Когда я вошел, инженер лежал с гитарой на койке и напевал. Пел он как-то странно: слух был хороший, а голос бабий.

- Вы, что ж, праздник себе устроили? - спросил я.

- Да чего там, Борисов: с утра до ночи у машин, как проклятый, можно и полежать после обеда часок. Вот думаю, куда бы под вечер закатиться?.. Вам письмо.

Это и было письмо от родных! Я развернул его. Сколько горя, скупого и уже пережитого, таилось в этих строчках!

"Не знаю, жив ли ты, Саша, но почему-то уверена, что жив, ведь вот бывает же ни на чем не основанная уверенность. Пишем тебе уже не помню которое письмо (может быть, у тебя переменилась почта?), а ты все молчишь".

Я не молчал, я отвечал, но письма уплывали куда-то в пространство, исчезали. Потом я узнал, что родители переезжали и письма не доходили.

"Неделю назад умер папа, совершенно неожиданно, в депо, на работе. Видно, ему было очень нелегко, но он молчал, а поздно вечером читал газеты и вспоминал о тебе. Сводки его очень огорчали и то, что от тебя нет писем. Почему ты молчишь? Однажды после такого разговора папа очень разволновался, а в последнее время у него и ночью была работа, и с ним случился удар. Это было так неожиданно. Он был такой еще крепкий и бодрый, жил бы еще двадцать лет, не будь войны.
Мои дни проходят в работе. Собиралась учиться на горного инженера - оказалась техником в цехе на сборке самолетов, и, быть может, ты летаешь на одном из тех, что собирала я.
Мама плохо себя чувствует. После смерти отца она стала еще молчаливее. Петрович с нами и шьет для фронта. Он по-своему очень заботится о маме, да и обо мне.
У нас огород, правда не у дома, а далеко за городом, но мама туда ходила все лето, даже посадила куст георгин, чтобы вспоминать, как было дома.
Живем очень тесно, сначала жили вчетвером в одной комнате, а теперь втроем. Два месяца я уже не была в кино: то некогда, а то не хочется. У меня только работа и никого из старых друзей, а на новых не хватает сил.
Помнишь вертушку Катю Ложкину? Представь себе, ушла в армию и теперь снайпер. Недавно получила от нее письмо. А мы смеялись, называли ее глазастой, ты говорил: "Посмотрит - и труп", оказалось - правда.
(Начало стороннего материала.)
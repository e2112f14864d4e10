// SPDX-License-Identifier: AGPL-3.0-or-later
//
// Copyright (C) 2026 Relational Network

//! Remote signing service client.
//!
//! The signing service holds the drop authority key and exposes a single
//! batch endpoint. Waking the backing instance, key rotation, and access
//! control are its concern, not ours.

use std::collections::HashMap;
use std::str::FromStr;
use std::time::Duration;

use alloy::primitives::B256;
use reqwest::Client;
use serde::{Deserialize, Serialize};

use super::{BatchSign, SignerError};

/// Request timeout. Batch signing is the slowest external call the engine
/// makes, so this is deliberately generous.
const REQUEST_TIMEOUT: Duration = Duration::from_secs(60);

#[derive(Debug, Serialize)]
struct BatchSignRequest<'a> {
    hashes: &'a [String],
}

#[derive(Debug, Deserialize)]
struct BatchSignResponse {
    signatures: Vec<SignedHash>,
}

#[derive(Debug, Deserialize)]
struct SignedHash {
    hash: String,
    signature: String,
}

/// HTTP client for the remote signing service.
#[derive(Debug, Clone)]
pub struct HttpSigner {
    base_url: String,
    auth_token: Option<String>,
    http: Client,
}

impl HttpSigner {
    /// Create a client for the signing service at `base_url`.
    pub fn new(base_url: String, auth_token: Option<String>) -> Result<Self, SignerError> {
        let http = Client::builder()
            .timeout(REQUEST_TIMEOUT)
            .build()
            .map_err(|e| SignerError::Unavailable(format!("failed to build HTTP client: {e}")))?;

        Ok(Self {
            base_url: base_url.trim_end_matches('/').to_string(),
            auth_token,
            http,
        })
    }
}

impl BatchSign for HttpSigner {
    async fn batch_sign(&self, hashes: &[B256]) -> Result<HashMap<B256, String>, SignerError> {
        let hex_hashes: Vec<String> = hashes.iter().map(|h| h.to_string()).collect();

        let mut request = self
            .http
            .post(format!("{}/sign/batch", self.base_url))
            .json(&BatchSignRequest {
                hashes: &hex_hashes,
            });
        if let Some(token) = &self.auth_token {
            request = request.bearer_auth(token);
        }

        let response = request
            .send()
            .await
            .map_err(|e| SignerError::Unavailable(e.to_string()))?;

        let status = response.status();
        if !status.is_success() {
            return Err(SignerError::Unavailable(format!(
                "signing service returned {status}"
            )));
        }

        let body: BatchSignResponse = response
            .json()
            .await
            .map_err(|e| SignerError::InvalidResponse(e.to_string()))?;

        let mut signatures = HashMap::with_capacity(body.signatures.len());
        for signed in body.signatures {
            let hash = B256::from_str(&signed.hash)
                .map_err(|e| SignerError::InvalidResponse(format!("bad hash in response: {e}")))?;
            signatures.insert(hash, signed.signature);
        }

        // Every submitted hash must come back signed
        for hash in hashes {
            if !signatures.contains_key(hash) {
                return Err(SignerError::InvalidResponse(format!(
                    "signing service omitted hash {hash}"
                )));
            }
        }

        Ok(signatures)
    }
}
Я часто думаю о тебе, о том, что ты не пишешь. Бываешь ли ты дома или там немцы? Если немцы, тогда, конечно, все пропало, а если нет - хорошо бы сберечь дом.
Мне очень жаль отца, и я не хотела даже писать об этом, чтобы не делать тебе больно, но ведь ты это должен знать.
Будь здоров и жив, Саша. Мама молится о тебе каждый вечер. Будь здоров и жив.
Твоя Аннушка".

Она и подписалась, как я любил ее называть: Аннушка.

Я спрятал письмо в планшет, лег на койку. Я представил себе отца, мать и сестру, проводы на вокзале, вспомнил последние слова отца, сказанные мне у вагона: "Делай все как следует". Я старался делать всё как можно лучше, как можно лучше воевать, мои товарищи тоже старались, и все же отец умер, а мы еще торчим под Ленинградом.

- Ну как? - спросил инженер.

Я сказал, что потерял отца.

- Да, - промычал инженер; в голосе его послышалось добродушное, грубоватое участие, и он, путаясь, заговорил о неизбежности, о судьбе, но мне показались дикими его слова, захотелось домашнего тепла, мира, покоя. Ужасно захотелось видеть Веру, побывать в "порту".

Вывести меня из этого состояния мог только боевой полет, но за окном в тумане моросил нудный мелкий дождик.

Я долго лежал, уткнувшись лицом в стену.

Инженер зажег лампочку, а я раскрыл "Красное и черное" Стендаля, недавно вышедшее в осажденном Ленинграде (мы все читали в тот год "Красное и черное"), попробовал читать, но мысль автора ускользала от меня.

Инженер затопил печурку и, глядя в огонь, отщипывал на гитаре что-то тихое и унылое, потом, кряхтя, слез с койки помешать в печке. А что, если уехать на денек-другой в город? Ведь погоды нет.

Я сказал об этом инженеру.

- Валяйте, - не раздумывая, ответил инженер, - валяйте, не съедят.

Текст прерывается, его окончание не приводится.